First, we would like to thank the Committee and the Council for the opportunity
to submit testimony on a subject that is of great professional concern to us. As
members of the professional archival community, we are committed to the
well-being of the Municipal Archives, the strength of the statutes that govern
the administration of public records, and the provision of access to public
records as a basic tenet of a democratic society.
As the Council is aware, we have written to Mayor Bloomberg (attached) to express
our concern and dismay over the recent removal of the mayoral records of the
Giuliani administration from the custody of the New York City Department of
Records and Information Services, also known as DORIS. These records belong to
the City of New York and are a valuable public resource.
We testify today to bring to your attention the ramifications of this contract
from the point of view of professional archivists. We would also like to take
this opportunity to make some general statements regarding strengthening the
records law that governs mayoral and other city records and the need for greater
financial support and independence for DORIS.
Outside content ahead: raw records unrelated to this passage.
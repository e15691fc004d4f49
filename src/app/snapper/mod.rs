//! Fang-Engine: bestimmt zu einer Cursor-Position den besten Fangpunkt.
//!
//! Die Strategien werden in fester Reihenfolge abgefragt (Endpunkt, Zentrum,
//! Mitte, Abstand, Schnittpunkt, auf Entität, Raster) und konkurrieren über
//! das Abstandsquadrat zum Cursor. Anschließend greifen die Frei-Prüfung und
//! die Richtungs-Einschränkung.

mod mode;

pub use mode::{Restriction, SnapFlag, SnapMode};

use crate::core::{Vector, MAX_DISTANCE, TOLERANCE};
use crate::document::{DrawingQuery, EntityHit, ResolveLevel};
use crate::geometry::EntityKind;
use crate::shared::EditorOptions;

/// Ergebnis einer Fang-Auflösung.
#[derive(Debug, Clone, Copy, PartialEq)]
pub struct SnapResult {
    /// Gefangener (und ggf. eingeschränkter) Punkt
    pub snapped: Vector,
    /// Unveränderte Cursor-Position
    pub raw: Vector,
}

/// Anzeige-Zustand des Fang-Indikators.
#[derive(Debug, Clone, Copy, PartialEq)]
pub struct SnapIndicator {
    pub spot: Vector,
    pub cursor: Vector,
}

/// Fang-Engine mit Modus, Raster und Indikator-Zustand.
#[derive(Debug, Clone)]
pub struct Snapper {
    pub(crate) mode: SnapMode,
    /// Rasterweite (x, y)
    pub(crate) grid_spacing: Vector,
    /// Fangradius-Override; sonst halbe Rasterweite
    pub(crate) snap_range: Option<f64>,
    /// Abstand für "Punkt im Abstand"
    pub(crate) distance: f64,
    pub(crate) middle_divisions: usize,
    /// Ausgesetzt während Entitäts-Auswahl
    suspended: bool,
    snap_spot: Vector,
    snap_coord: Vector,
}

impl Snapper {
    pub fn new(mode: SnapMode, grid_spacing: Vector) -> Self {
        Self {
            mode,
            grid_spacing,
            snap_range: None,
            distance: crate::shared::options::SNAP_DISTANCE,
            middle_divisions: crate::shared::options::MIDDLE_DIVISIONS,
            suspended: false,
            snap_spot: Vector::invalid(),
            snap_coord: Vector::invalid(),
        }
    }

    /// Übernimmt Raster, Fangradius und Modus aus den Optionen.
    pub fn from_options(options: &EditorOptions) -> Self {
        let mut snapper = Self::new(
            SnapMode::from_bits(options.snap_mode_bits),
            Vector::new(options.grid_spacing_x, options.grid_spacing_y),
        );
        snapper.snap_range = options.snap_range;
        snapper.distance = options.snap_distance;
        snapper.middle_divisions = options.middle_divisions.max(1);
        snapper
    }

    /// Schreibt den Modus zurück in die Optionen (Persistenz).
    pub fn store(&self, options: &mut EditorOptions) {
        options.snap_mode_bits = self.mode.to_bits();
        options.grid_spacing_x = self.grid_spacing.x;
        options.grid_spacing_y = self.grid_spacing.y;
    }

    pub fn mode(&self) -> SnapMode {
        self.mode
    }

    pub fn set_mode(&mut self, mode: SnapMode) {
        self.mode = mode;
    }

    pub fn set_flag(&mut self, flag: SnapFlag, on: bool) {
        self.mode.set(flag, on);
    }

    pub fn set_restriction(&mut self, restriction: Restriction) {
        self.mode.restriction = restriction;
    }

    pub fn set_grid_spacing(&mut self, spacing: Vector) {
        if spacing.valid {
            self.grid_spacing = spacing;
        }
    }

    /// Fangradius: Override oder `|Raster / 2|`.
    pub fn snap_range(&self) -> f64 {
        self.snap_range
            .unwrap_or_else(|| self.grid_spacing.x.abs().max(self.grid_spacing.y.abs()) / 2.0)
    }

    // ── Auflösung ───────────────────────────────────────────────────

    /// Bestimmt den Fangpunkt zu `coord`.
    ///
    /// Ohne gültigen Kandidaten wird die rohe Cursor-Position geliefert.
    /// `relative_zero` ist der Bezugspunkt der Richtungs-Einschränkung.
    pub fn resolve<Q>(&mut self, coord: Vector, relative_zero: Vector, query: &Q) -> SnapResult
    where
        Q: DrawingQuery + ?Sized,
    {
        if self.suspended || !coord.valid {
            self.snap_coord = coord;
            self.snap_spot = coord;
            return SnapResult {
                snapped: coord,
                raw: coord,
            };
        }

        let range2 = self.snap_range().powi(2);
        let mut best = Nearest::new(coord);
        let mode = self.mode;
        if mode.endpoint {
            best.consider(query.nearest_endpoint(coord), range2);
        }
        if mode.center {
            best.consider(query.nearest_center(coord), range2);
        }
        if mode.middle {
            best.consider(query.nearest_middle(coord, self.middle_divisions), range2);
        }
        if mode.distance {
            best.consider(query.nearest_dist(self.distance, coord), range2);
        }
        if mode.intersection {
            best.consider(query.nearest_intersection(coord), range2);
        }
        if mode.on_entity && best.d2 > self.distance * self.distance {
            best.consider(query.nearest_point_on_entity(coord, true), range2);
        }
        if mode.grid {
            best.consider(self.snap_grid(coord), MAX_DISTANCE);
        }
        let best = best.point;

        let mut spot = if best.valid { best } else { coord };

        if mode.free && best.valid {
            let ds = spot - coord;
            if ds.x.abs() > (self.grid_spacing.x / 2.0).abs()
                || ds.y.abs() > (self.grid_spacing.y / 2.0).abs()
            {
                spot = coord;
            }
        }

        spot = self.restrict(spot, coord, relative_zero);

        self.snap_coord = coord;
        self.snap_spot = spot;
        log::trace!("Fangpunkt ({:.4}, {:.4})", spot.x, spot.y);
        SnapResult {
            snapped: spot,
            raw: coord,
        }
    }

    /// Nächster Rasterpunkt.
    pub fn snap_grid(&self, coord: Vector) -> Vector {
        if !coord.valid {
            return Vector::invalid();
        }
        let round = |v: f64, step: f64| {
            if step.abs() < TOLERANCE {
                v
            } else {
                (v / step).round() * step
            }
        };
        Vector::new(
            round(coord.x, self.grid_spacing.x),
            round(coord.y, self.grid_spacing.y),
        )
    }

    /// Wendet die Richtungs-Einschränkung gegenüber `relative_zero` an.
    pub fn restrict(&self, spot: Vector, coord: Vector, relative_zero: Vector) -> Vector {
        if !relative_zero.valid || !spot.valid {
            return spot;
        }
        let vertical = Vector::new(relative_zero.x, spot.y);
        let horizontal = Vector::new(spot.x, relative_zero.y);
        match self.mode.restriction {
            Restriction::Nothing => spot,
            Restriction::Horizontal => horizontal,
            Restriction::Vertical => vertical,
            Restriction::Orthogonal => {
                if vertical.distance_to(coord) < horizontal.distance_to(coord) {
                    vertical
                } else {
                    horizontal
                }
            }
        }
    }

    // ── Entitäts-Auswahl ────────────────────────────────────────────

    /// Nächste auswählbare Entität innerhalb des Fangradius.
    pub fn catch_entity<Q>(&self, coord: Vector, level: ResolveLevel, query: &Q) -> Option<EntityHit>
    where
        Q: DrawingQuery + ?Sized,
    {
        self.catch_entity_of_kinds(coord, &[], level, query)
    }

    /// Wie [`Snapper::catch_entity`], beschränkt auf die Arten `kinds`
    /// (direkt oder über den umgebenden Container).
    pub fn catch_entity_of_kinds<Q>(
        &self,
        coord: Vector,
        kinds: &[EntityKind],
        level: ResolveLevel,
        query: &Q,
    ) -> Option<EntityHit>
    where
        Q: DrawingQuery + ?Sized,
    {
        if !coord.valid {
            return None;
        }
        let hit = query.nearest_entity(coord, level, kinds)?;
        let entity = query.entity(hit.id)?;
        if !entity.is_active() || entity.ignore_on_modification {
            log::debug!("Entität {} nicht auswählbar", hit.id);
            return None;
        }
        if hit.distance > self.snap_range() {
            return None;
        }
        Some(hit)
    }

    // ── Indikator ───────────────────────────────────────────────────

    /// Letzter Fangpunkt samt Cursor (für die Anzeige).
    pub fn indicator(&self) -> Option<SnapIndicator> {
        (self.snap_spot.valid && !self.suspended).then_some(SnapIndicator {
            spot: self.snap_spot,
            cursor: self.snap_coord,
        })
    }

    pub fn clear_indicator(&mut self) {
        self.snap_spot = Vector::invalid();
        self.snap_coord = Vector::invalid();
    }

    /// Setzt das Fangen aus (Entitäts-Auswahl nutzt die rohe Position).
    pub fn suspend(&mut self) {
        self.suspended = true;
    }

    pub fn resume(&mut self) {
        self.suspended = false;
    }

    pub fn is_suspended(&self) -> bool {
        self.suspended
    }
}

/// Laufendes Minimum über alle Strategien.
struct Nearest {
    coord: Vector,
    point: Vector,
    d2: f64,
}

impl Nearest {
    fn new(coord: Vector) -> Self {
        Self {
            coord,
            point: Vector::invalid(),
            d2: MAX_DISTANCE,
        }
    }

    /// Übernimmt `candidate`, wenn es näher liegt und innerhalb `limit2`.
    fn consider(&mut self, candidate: Vector, limit2: f64) {
        let d2 = self.coord.squared_to(candidate);
        if d2 < self.d2 && d2 <= limit2 {
            self.d2 = d2;
            self.point = candidate;
        }
    }
}

impl Default for Snapper {
    fn default() -> Self {
        Self::from_options(&EditorOptions::default())
    }
}

#[cfg(test)]
mod tests;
We are troubled that the City has relinquished its responsibility for the
preservation and care of these important records. The City is obligated to
maintain its records and we contend that this obligation should be fulfilled by
those professionals employed by the City and accountable to the public
Over the past twenty-five years the Municipal Archives has processed and provided
access to the records of the City of New York, as directed by the City Charter.
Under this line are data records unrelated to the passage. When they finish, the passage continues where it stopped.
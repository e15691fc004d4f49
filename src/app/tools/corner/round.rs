//! Abrunden: Bogen mit festem Radius zwischen zwei Linien.

use super::super::common::{parse_value, split_command};
use super::super::{ConstructionTool, PointerInput, ToolAction, ToolContext, ToolKind};
use super::{CornerPicker, CornerStatus};
use crate::core::{Vector, TOLERANCE};
use crate::document::Document;
use crate::geometry::{round_lines, CornerResult, LineData};
use crate::shared::{ToolPreview, ToolSettings};

pub struct RoundTool {
    pub(crate) picker: CornerPicker,
    pub(crate) radius: f64,
    pub(crate) trim: bool,
}

impl RoundTool {
    pub fn new() -> Self {
        Self::from_settings(&ToolSettings::default())
    }

    pub fn from_settings(settings: &ToolSettings) -> Self {
        Self {
            picker: CornerPicker::default(),
            radius: settings.round_radius,
            trim: settings.round_trim,
        }
    }
}

impl Default for RoundTool {
    fn default() -> Self {
        Self::new()
    }
}

impl ConstructionTool for RoundTool {
    fn kind(&self) -> ToolKind {
        ToolKind::Round
    }

    fn status_text(&self) -> &str {
        match self.picker.status() {
            CornerStatus::SetEntity1 => "Erste Linie wählen",
            CornerStatus::SetEntity2 => "Zweite Linie wählen",
        }
    }

    fn is_initial(&self) -> bool {
        self.picker.status() == CornerStatus::SetEntity1
    }

    fn picks_entities(&self) -> bool {
        true
    }

    fn on_mouse_move(&mut self, pointer: PointerInput, ctx: &mut ToolContext<'_>) -> ToolAction {
        self.picker.hover(pointer, ctx)
    }

    fn on_coordinate(&mut self, pointer: PointerInput, ctx: &mut ToolContext<'_>) -> ToolAction {
        let solve = round_solver(self.radius, self.trim);
        self.picker.click(pointer, ctx, solve)
    }

    fn on_command(&mut self, command: &str, ctx: &mut ToolContext<'_>) -> ToolAction {
        let (keyword, rest) = split_command(command);
        let text = match keyword.as_str() {
            "trim" => {
                self.trim = !self.trim;
                return ToolAction::UpdatePreview;
            }
            "radius" | "r" => rest,
            _ => command,
        };
        let Some(radius) = parse_value(ctx, text) else {
            return ToolAction::Ignored;
        };
        if radius < TOLERANCE {
            ctx.message("Radius must be positive");
            return ToolAction::Ignored;
        }
        self.radius = radius;
        ToolAction::UpdatePreview
    }

    fn on_back(&mut self, ctx: &mut ToolContext<'_>) -> ToolAction {
        self.picker.back(ctx.doc)
    }

    fn preview(&self) -> ToolPreview {
        self.picker.preview(round_solver(self.radius, self.trim))
    }

    fn reset(&mut self, doc: &mut dyn Document) {
        self.picker.reset(doc);
    }

    fn store_settings(&self, settings: &mut ToolSettings) {
        settings.round_radius = self.radius;
        settings.round_trim = self.trim;
    }
}

/// Löser mit festen Parametern (für Klick und Vorschau).
fn round_solver(
    radius: f64, trim: bool,
) -> impl Fn(&LineData, Vector, &LineData, Vector) -> Option<CornerResult> {
    move |l1, c1, l2, c2| round_lines(l1, c1, l2, c2, radius, trim)
}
During this time the Archives has processed 28 collections of mayoral records.
Its staff answered over 75,000 research requests in 2001 (by mail, phone, and in
person). DORIS archivists are the most skilled and experienced professionals at
appraising, processing, describing and making available City records. In the
past, DORIS has met professional standards and will, with sufficient funding,
continue to do so in the future
If DORIS' efforts have been hampered by a lack of funding, the City and the
Mayor's Office must bear some responsibility. If additional funds are needed to
expedite the processing of former Mayor Giuliani's records, then the City should
seek additional funds, through grants or other means, in order to accomplish that
In addition, we are concerned about the constrictions the agreement between the
City and the Rudolph W. Giuliani Center for Urban Affairs places on access. This
agreement does not require public access to the documents and requires written
approval by the City before granting access to the public. This raises a barrier
to researchers that does not currently exist with respect to similar city
records. It is our understanding that in the past mayoral records have been made
available by DORIS to the public without blanket restrictions and on a much more
The current contract states that The Office of the Corporation Counsel will
determine which records held by the Center are official government documents and
which are the private records of former Mayor Giuliani or another individual. We
maintain that such decisions should be made by the professional archivists
employed by the City and responsible to the public in accordance with statutory
Further, in regard to restricted access and private material the contract lays
out three categories of restricted material that are troubling to us in a number
of ways. These categories are:
1) Records dealing with matters relating to City security and law enforcement
2) Records of a private nature
3) Records relating to current or anticipated litigation or otherwise legally privileged
The categories listed above concern the archival community for the following reasons:
1) They are overly broad and vague.
2) There is no indication as to any statutory basis for the categories.
3) There are no time limits on the restrictions.
4) There is no indication as to what happens to restricted records.
5) All records which may be security-related, privileged or private are to be
brought to the attention of the Office of the Corporation Counsel for review.
This last provision is of special concern to professional archivists. The City
archivists who are charged with maintaining these records and who are accustomed
to handling these types of records are clearly the best qualified to make
determinations regarding sensitive materials, yet their input and expertise have
been entirely removed from the appraisal process.
Perhaps the most long-lasting point made by the current situation is that there
is a lack of strength and clarity in the law regarding the custody of public
records. We believe that the law must be strengthened to make such a transfer of
government records to private custody impossible.
We urge this committee to revise the current law concerning the transfer of City
records to DORIS. The law should state unequivocally that all records created
during the course of City business should be transferred to the physical custody
of the Municipal Archives in a timely manner as per an Agency's records retention
schedule. The fact that a private entity was able to gain custody of public
records demonstrates that the current law is clearly inadequate. We believe that
without appropriate changes to the law, the contract between the City and the
Rudolph W. Giuliani Center for Urban Affairs will establish a dangerous
precedent. The Archivists Round Table of Metropolitan New York would welcome the
opportunity to assist this committee in the drafting of any future legislation
relating to the disposition of City records.
In conclusion, the Archivists Round Table of Metropolitan New York calls for full
funding of the Municipal Archives as the best solution to the myriad questions
raised by the Giuliani records. With a fully-funded Municipal Archives and a
strong set of records laws we will not again find ourselves in a situation in
which the public loses custody of and access to its valuable intellectual
heritage and the records that ensure an open government.